» THE DATA:

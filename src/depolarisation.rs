//! The depolarisation engine: predicting the next step.
//!
//! Builds the aligned distal source vector from the step's own output
//! (lateral range), the motor bits and the top-down feedback bits, queries
//! the distal graph, and reduces segment excitations to per-cell
//! predictions. The matching records it saves drive the next step's
//! learning; the outgoing snapshot is preserved for punishment.

use crate::state::DistalState;
use crate::synapses::{Bit, CellId, SegPath};
use crate::Layer;
use std::collections::{BTreeMap, BTreeSet};

impl Layer {
    /// Compute the next [`DistalState`] from the current active set and the
    /// external distal inputs.
    ///
    /// Sub-range alignment of the distal source vector:
    ///
    /// ```text
    /// [0, lateral)                     this layer's cells (active / winner)
    /// [lateral, lateral+motor)         distal_ff_bits
    /// [lateral+motor, ..+topdown)      apical feedback (when enabled)
    /// ```
    pub(crate) fn depolarise_pass(
        &self,
        distal_ff_bits: &[Bit],
        apical_fb_bits: &[Bit],
        apical_fb_wc_bits: &[Bit],
    ) -> DistalState {
        let lateral = self.lateral_width;
        let motor = self.motor_width;

        let mut distal_bits: BTreeSet<Bit> = BTreeSet::new();
        let mut distal_lc_bits: BTreeSet<Bit> = BTreeSet::new();

        if self.params.lateral_synapses {
            distal_bits.extend(self.state.out_ff_bits.iter().copied());
            let depth = self.params.depth;
            distal_lc_bits.extend(
                self.state
                    .col_winners
                    .iter()
                    .map(|(&col, &ci)| col * depth + ci),
            );
        }
        for &bit in distal_ff_bits {
            distal_bits.insert(lateral + bit);
            distal_lc_bits.insert(lateral + bit);
        }
        if self.params.use_feedback {
            for &bit in apical_fb_bits {
                distal_bits.insert(lateral + motor + bit);
            }
            for &bit in apical_fb_wc_bits {
                distal_lc_bits.insert(lateral + motor + bit);
            }
        }

        let active_vec: Vec<Bit> = distal_bits.iter().copied().collect();
        let seg_exc = self
            .distal_sg
            .excitations(&active_vec, self.params.distal.stimulus_threshold);

        let mut distal_exc: BTreeMap<CellId, f32> = BTreeMap::new();
        let mut matching_segs: BTreeMap<SegPath, f32> = BTreeMap::new();
        let mut well_best: BTreeMap<CellId, (SegPath, u32)> = BTreeMap::new();
        for (&path, &e) in &seg_exc {
            let cell = (path.0, path.1);
            matching_segs.insert(path, e as f32);
            distal_exc
                .entry(cell)
                .and_modify(|v| *v = v.max(e as f32))
                .or_insert(e as f32);
            if e >= self.params.distal.new_synapse_count as u32 {
                well_best
                    .entry(cell)
                    .and_modify(|cur| {
                        if e > cur.1 || (e == cur.1 && path < cur.0) {
                            *cur = (path, e);
                        }
                    })
                    .or_insert((path, e));
            }
        }

        let pred_cells: BTreeSet<CellId> = distal_exc.keys().copied().collect();

        DistalState {
            timestep: self.state.timestep,
            distal_bits,
            distal_lc_bits,
            distal_exc,
            pred_cells,
            matching_segs,
            well_matching_segs: well_best
                .into_iter()
                .map(|(cell, (path, _))| (cell, path))
                .collect(),
        }
    }
}
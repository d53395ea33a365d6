use anyhow::{anyhow, Result};

use std::fmt;
use std::str::FromStr;

use crate::SIZE;

#[derive(Copy, Clone, Eq, PartialEq, Debug)]
pub enum Player {
    Cross,
    Nought,
}

impl Player {
    pub fn opponent(&self) -> Self {
        match self {
            Player::Cross => Player::Nought,
            Player::Nought => Player::Cross,
        }
    }
}

/// A square on the board, written as a column letter and a row digit: `b2`
#[derive(Copy, Clone, Eq, PartialEq, Debug)]
pub struct Move {
    column: usize,
    row: usize,
}

impl Move {
    pub fn new(column: usize, row: usize) -> Self {
        Self { column, row }
    }

    pub fn column(&self) -> usize {
        self.column
    }

    pub fn row(&self) -> usize {
        self.row
    }

    fn from_chars(column_char: char, row_char: char) -> Result<Self> {
        let column = match (column_char.to_ascii_lowercase() as usize).checked_sub('a' as usize) {
            Some(column) if column < SIZE => column,
            _ => {
                return Err(anyhow!(
                    "could not parse '{}{}' as a square",
                    column_char,
                    row_char
                ))
            }
        };
        match row_char.to_digit(10).map(|r| r as usize) {
            Some(row @ 1..=SIZE) => Ok(Self::new(column, row - 1)),
            _ => Err(anyhow!(
                "could not parse '{}{}' as a square",
                column_char,
                row_char
            )),
        }
    }
}

impl FromStr for Move {
    type Err = anyhow::Error;

    fn from_str(s: &str) -> Result<Self> {
        let mut chars = s.chars();
        match (chars.next(), chars.next(), chars.next()) {
            (Some(column_char), Some(row_char), None) => Move::from_chars(column_char, row_char),
            _ => Err(anyhow!("could not parse '{}' as a square", s)),
        }
    }
}

impl fmt::Display for Move {
    fn fmt(&self, f: &mut fmt::Formatter<'_>) -> fmt::Result {
        write!(f, "{}{}", (b'a' + self.column as u8) as char, self.row + 1)
    }
}

#[derive(Copy, Clone)]
pub struct Board {
    // squares are stored row by row, top row first
    cells: [Option<Player>; SIZE * SIZE],
    to_move: Player,
    winner: Option<Player>,
    num_moves: usize,
}

impl Board {
    pub fn new() -> Self {
        Self {
            cells: [None; SIZE * SIZE],
            to_move: Player::Cross,
            winner: None,
            num_moves: 0,
        }
    }

    /// Builds a board by replaying a string of squares, e.g. `"b2a1c3"`
    pub fn from_moves<S: AsRef<str>>(moves: S) -> Result<Self> {
        let mut board = Self::new();

        let mut chars = moves.as_ref().chars();
        while let Some(column_char) = chars.next() {
            match chars.next() {
                Some(row_char) => board.play_checked(Move::from_chars(column_char, row_char)?)?,
                None => return Err(anyhow!("could not parse '{}' as a square", column_char)),
            }
        }
        Ok(board)
    }

    pub fn play_checked(&mut self, square: Move) -> Result<()> {
        if square.column >= SIZE || square.row >= SIZE {
            return Err(anyhow!("Invalid move, square {} is off the board", square));
        }
        if self.has_ended() {
            return Err(anyhow!("Invalid move, the game is already over"));
        }
        if !self.is_empty(square) {
            return Err(anyhow!(
                "Invalid move, square {} is already occupied",
                square
            ));
        }
        self.play(square);
        Ok(())
    }

    // assumes the square is empty and the game is still running
    pub fn play(&mut self, square: Move) {
        self.cells[Self::index(square)] = Some(self.to_move);
        self.to_move = self.to_move.opponent();
        self.num_moves += 1;
        self.update_winner(square);
    }

    // only the lines through the played square can newly become winning
    fn update_winner(&mut self, square: Move) {
        let occupant = self.get(square);

        let column = (0..SIZE).all(|row| self.get(Move::new(square.column, row)) == occupant);
        let row = (0..SIZE).all(|column| self.get(Move::new(column, square.row)) == occupant);
        // squares off the diagonals can be skipped
        let diagonal = square.column == square.row
            && (0..SIZE).all(|i| self.get(Move::new(i, i)) == occupant);
        let anti_diagonal = square.column + square.row == SIZE - 1
            && (0..SIZE).all(|i| self.get(Move::new(SIZE - 1 - i, i)) == occupant);

        if column || row || diagonal || anti_diagonal {
            self.winner = occupant;
        }
    }

    pub fn get(&self, square: Move) -> Option<Player> {
        self.cells[Self::index(square)]
    }

    pub fn is_empty(&self, square: Move) -> bool {
        self.get(square).is_none()
    }

    pub fn has_ended(&self) -> bool {
        self.winner.is_some() || self.num_moves == SIZE * SIZE
    }

    pub fn winner(&self) -> Option<Player> {
        self.winner
    }

    pub fn num_moves(&self) -> usize {
        self.num_moves
    }

    pub fn to_move(&self) -> Player {
        self.to_move
    }

    fn index(square: Move) -> usize {
        square.row * SIZE + square.column
    }
}

impl Default for Board {
    fn default() -> Self {
        Self::new()
    }
}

» ACTIVITY:
Everything from the line with "match row_char.to_digit(10).map(|r| r" through the line with "match (chars.next(), chars.next(), chars.next())" in the listing above must be retyped exactly, with nothing added.

» TASK RESPONSE:
        match row_char.to_digit(10).map(|r| r as usize) {
            Some(row @ 1..=SIZE) => Ok(Self::new(column, row - 1)),
            _ => Err(anyhow!(
                "could not parse '{}{}' as a square",
                column_char,
                row_char
            )),
        }
    }
}

impl FromStr for Move {
    type Err = anyhow::Error;

    fn from_str(s: &str) -> Result<Self> {
        let mut chars = s.chars();
        match (chars.next(), chars.next(), chars.next()) {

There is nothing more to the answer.